## [Requirement]
Transcribe the records below exactly, from their first line through the line containing "Result of a read.". Omit every line after it.

[Stored data]
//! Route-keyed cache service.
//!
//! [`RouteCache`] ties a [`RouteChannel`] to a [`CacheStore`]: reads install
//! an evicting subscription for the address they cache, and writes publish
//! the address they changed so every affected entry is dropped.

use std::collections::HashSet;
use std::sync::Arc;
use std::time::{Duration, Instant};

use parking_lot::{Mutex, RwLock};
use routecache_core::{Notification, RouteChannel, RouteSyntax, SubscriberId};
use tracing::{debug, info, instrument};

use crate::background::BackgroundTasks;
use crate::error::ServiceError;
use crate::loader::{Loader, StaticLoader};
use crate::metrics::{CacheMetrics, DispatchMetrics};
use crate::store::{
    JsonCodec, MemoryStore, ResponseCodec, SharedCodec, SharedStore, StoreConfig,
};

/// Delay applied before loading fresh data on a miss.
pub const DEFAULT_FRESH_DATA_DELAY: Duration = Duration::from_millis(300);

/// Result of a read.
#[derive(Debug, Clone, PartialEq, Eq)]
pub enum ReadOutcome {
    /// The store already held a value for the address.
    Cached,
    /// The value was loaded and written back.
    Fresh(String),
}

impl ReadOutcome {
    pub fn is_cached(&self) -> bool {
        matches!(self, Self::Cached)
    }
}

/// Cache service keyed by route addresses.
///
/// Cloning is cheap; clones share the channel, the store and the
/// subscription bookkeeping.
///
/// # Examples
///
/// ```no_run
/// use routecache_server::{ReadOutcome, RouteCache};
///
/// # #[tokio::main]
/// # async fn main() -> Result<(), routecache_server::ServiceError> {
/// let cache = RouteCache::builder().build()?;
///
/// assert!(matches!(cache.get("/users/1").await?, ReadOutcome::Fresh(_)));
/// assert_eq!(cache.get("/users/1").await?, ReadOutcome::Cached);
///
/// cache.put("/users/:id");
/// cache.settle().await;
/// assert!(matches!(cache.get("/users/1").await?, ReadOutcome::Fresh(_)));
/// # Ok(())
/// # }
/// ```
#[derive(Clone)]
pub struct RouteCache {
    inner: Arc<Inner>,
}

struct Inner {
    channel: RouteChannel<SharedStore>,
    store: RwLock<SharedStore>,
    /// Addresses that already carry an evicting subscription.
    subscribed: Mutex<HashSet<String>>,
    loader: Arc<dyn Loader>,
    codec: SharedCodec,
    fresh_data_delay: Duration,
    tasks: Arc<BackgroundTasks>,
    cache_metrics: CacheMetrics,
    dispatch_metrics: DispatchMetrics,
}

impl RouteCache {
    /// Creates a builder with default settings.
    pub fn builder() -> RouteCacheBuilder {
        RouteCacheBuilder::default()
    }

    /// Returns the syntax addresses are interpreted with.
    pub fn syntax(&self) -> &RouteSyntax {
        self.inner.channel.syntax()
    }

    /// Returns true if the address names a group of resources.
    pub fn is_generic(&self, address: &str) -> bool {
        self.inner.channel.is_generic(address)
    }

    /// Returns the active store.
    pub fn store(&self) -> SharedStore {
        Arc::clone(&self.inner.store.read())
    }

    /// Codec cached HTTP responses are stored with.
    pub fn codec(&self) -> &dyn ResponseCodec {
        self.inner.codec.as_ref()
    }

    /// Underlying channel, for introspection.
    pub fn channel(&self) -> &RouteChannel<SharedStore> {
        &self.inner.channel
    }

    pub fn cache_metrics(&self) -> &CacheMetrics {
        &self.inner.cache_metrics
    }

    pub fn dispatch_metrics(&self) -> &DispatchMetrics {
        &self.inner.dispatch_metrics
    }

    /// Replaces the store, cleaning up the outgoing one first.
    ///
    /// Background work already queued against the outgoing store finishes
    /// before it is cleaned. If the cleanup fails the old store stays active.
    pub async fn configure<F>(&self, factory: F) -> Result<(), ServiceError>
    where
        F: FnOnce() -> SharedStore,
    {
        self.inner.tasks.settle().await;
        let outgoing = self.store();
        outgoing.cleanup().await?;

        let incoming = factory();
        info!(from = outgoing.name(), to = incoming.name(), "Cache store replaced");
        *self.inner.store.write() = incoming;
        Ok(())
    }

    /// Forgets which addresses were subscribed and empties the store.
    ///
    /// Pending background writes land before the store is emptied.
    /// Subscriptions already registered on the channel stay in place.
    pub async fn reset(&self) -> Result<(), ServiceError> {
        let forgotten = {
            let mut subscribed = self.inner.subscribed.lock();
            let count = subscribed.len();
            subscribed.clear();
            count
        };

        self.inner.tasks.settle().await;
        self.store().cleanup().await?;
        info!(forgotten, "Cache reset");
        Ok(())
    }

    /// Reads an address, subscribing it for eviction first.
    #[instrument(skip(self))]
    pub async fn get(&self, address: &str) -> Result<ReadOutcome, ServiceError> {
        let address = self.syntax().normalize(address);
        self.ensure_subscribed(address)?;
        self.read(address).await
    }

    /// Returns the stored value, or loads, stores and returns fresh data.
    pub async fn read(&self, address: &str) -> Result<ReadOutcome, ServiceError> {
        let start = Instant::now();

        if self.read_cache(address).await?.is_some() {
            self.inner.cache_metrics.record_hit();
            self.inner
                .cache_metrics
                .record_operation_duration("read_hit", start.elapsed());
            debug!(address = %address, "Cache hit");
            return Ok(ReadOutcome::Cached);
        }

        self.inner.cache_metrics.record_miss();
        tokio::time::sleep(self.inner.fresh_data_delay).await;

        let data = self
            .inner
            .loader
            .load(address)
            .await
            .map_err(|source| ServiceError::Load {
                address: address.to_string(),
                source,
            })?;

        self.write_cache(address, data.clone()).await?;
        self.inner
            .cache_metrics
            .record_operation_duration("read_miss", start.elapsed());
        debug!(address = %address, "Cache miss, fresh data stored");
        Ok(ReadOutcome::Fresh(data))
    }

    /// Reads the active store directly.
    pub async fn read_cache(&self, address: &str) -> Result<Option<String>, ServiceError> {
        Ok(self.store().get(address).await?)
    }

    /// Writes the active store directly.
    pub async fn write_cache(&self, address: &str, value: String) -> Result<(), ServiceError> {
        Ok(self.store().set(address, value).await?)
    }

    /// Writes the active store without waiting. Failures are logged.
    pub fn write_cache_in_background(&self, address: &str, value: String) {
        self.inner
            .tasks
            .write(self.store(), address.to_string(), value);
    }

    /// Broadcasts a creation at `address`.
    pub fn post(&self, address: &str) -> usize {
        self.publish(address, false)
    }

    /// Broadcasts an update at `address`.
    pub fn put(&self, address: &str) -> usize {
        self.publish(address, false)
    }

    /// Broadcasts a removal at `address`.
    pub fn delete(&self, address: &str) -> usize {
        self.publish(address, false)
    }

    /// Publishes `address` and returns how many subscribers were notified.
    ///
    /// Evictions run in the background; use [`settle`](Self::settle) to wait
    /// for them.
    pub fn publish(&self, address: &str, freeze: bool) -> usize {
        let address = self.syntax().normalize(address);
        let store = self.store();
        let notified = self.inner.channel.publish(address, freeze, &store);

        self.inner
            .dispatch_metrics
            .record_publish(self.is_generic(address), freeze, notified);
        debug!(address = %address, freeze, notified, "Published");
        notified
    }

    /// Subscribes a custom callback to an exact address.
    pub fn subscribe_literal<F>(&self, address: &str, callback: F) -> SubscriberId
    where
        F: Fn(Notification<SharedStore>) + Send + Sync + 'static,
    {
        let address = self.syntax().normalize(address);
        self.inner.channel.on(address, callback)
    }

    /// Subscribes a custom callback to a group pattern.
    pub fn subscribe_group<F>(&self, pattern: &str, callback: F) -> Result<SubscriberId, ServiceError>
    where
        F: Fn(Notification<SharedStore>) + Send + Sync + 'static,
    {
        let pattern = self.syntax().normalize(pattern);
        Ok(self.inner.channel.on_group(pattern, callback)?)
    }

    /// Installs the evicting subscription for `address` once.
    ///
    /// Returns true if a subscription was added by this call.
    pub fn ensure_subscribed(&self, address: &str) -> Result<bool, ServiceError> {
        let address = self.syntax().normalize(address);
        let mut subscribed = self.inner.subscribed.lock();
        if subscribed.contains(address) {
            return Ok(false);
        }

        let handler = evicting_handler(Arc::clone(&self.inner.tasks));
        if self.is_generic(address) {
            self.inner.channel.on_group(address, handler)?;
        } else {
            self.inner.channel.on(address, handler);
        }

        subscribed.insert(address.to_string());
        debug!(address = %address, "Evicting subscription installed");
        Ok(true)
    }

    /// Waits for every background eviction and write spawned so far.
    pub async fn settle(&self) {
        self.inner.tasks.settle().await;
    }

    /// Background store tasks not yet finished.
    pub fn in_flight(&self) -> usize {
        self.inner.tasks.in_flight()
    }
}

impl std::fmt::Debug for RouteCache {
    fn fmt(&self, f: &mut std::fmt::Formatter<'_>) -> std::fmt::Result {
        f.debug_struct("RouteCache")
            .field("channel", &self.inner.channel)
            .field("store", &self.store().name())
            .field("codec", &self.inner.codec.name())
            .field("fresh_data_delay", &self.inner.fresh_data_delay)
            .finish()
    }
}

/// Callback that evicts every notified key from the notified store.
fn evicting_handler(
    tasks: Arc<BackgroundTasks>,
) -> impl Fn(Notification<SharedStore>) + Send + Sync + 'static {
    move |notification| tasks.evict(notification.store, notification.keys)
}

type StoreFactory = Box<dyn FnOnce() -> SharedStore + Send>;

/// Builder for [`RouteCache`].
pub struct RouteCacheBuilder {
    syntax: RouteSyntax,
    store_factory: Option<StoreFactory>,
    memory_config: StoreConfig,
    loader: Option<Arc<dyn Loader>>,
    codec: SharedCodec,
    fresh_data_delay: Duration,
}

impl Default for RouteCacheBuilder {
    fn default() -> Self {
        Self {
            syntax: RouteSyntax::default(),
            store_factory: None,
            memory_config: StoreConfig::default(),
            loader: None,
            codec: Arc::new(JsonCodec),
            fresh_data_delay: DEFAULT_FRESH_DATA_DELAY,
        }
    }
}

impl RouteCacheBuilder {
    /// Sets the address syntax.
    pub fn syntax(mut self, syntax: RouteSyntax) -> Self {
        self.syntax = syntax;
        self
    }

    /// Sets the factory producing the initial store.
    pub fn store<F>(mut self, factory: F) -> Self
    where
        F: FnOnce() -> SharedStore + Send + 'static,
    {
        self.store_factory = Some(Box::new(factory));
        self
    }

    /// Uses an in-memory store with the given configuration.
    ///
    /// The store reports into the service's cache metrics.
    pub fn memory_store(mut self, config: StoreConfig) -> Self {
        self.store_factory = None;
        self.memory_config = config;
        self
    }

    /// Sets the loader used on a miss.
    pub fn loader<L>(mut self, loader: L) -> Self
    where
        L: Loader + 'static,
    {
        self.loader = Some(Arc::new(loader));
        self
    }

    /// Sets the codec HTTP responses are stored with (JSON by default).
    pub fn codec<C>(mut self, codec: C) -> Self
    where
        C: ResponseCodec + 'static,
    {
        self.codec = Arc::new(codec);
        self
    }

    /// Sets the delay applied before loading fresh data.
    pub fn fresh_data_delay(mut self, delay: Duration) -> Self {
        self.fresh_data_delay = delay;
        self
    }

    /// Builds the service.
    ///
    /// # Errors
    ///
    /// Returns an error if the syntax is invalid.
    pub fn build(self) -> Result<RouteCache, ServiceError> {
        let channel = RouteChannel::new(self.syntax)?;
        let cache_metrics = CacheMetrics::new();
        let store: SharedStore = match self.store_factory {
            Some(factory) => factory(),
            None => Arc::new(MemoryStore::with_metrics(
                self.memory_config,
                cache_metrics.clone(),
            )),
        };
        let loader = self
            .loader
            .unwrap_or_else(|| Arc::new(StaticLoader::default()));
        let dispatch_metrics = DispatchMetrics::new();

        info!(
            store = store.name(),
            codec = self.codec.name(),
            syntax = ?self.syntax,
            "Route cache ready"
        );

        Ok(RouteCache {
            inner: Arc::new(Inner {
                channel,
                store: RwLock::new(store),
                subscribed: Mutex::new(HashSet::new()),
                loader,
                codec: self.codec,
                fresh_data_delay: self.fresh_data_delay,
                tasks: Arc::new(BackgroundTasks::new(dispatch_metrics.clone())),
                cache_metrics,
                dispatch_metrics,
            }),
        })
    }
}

## [Worked solution]
//! Route-keyed cache service.
//!
//! [`RouteCache`] ties a [`RouteChannel`] to a [`CacheStore`]: reads install
//! an evicting subscription for the address they cache, and writes publish
//! the address they changed so every affected entry is dropped.

use std::collections::HashSet;
use std::sync::Arc;
use std::time::{Duration, Instant};

use parking_lot::{Mutex, RwLock};
use routecache_core::{Notification, RouteChannel, RouteSyntax, SubscriberId};
use tracing::{debug, info, instrument};

use crate::background::BackgroundTasks;
use crate::error::ServiceError;
use crate::loader::{Loader, StaticLoader};
use crate::metrics::{CacheMetrics, DispatchMetrics};
use crate::store::{
    JsonCodec, MemoryStore, ResponseCodec, SharedCodec, SharedStore, StoreConfig,
};

/// Delay applied before loading fresh data on a miss.
pub const DEFAULT_FRESH_DATA_DELAY: Duration = Duration::from_millis(300);

/// Result of a read.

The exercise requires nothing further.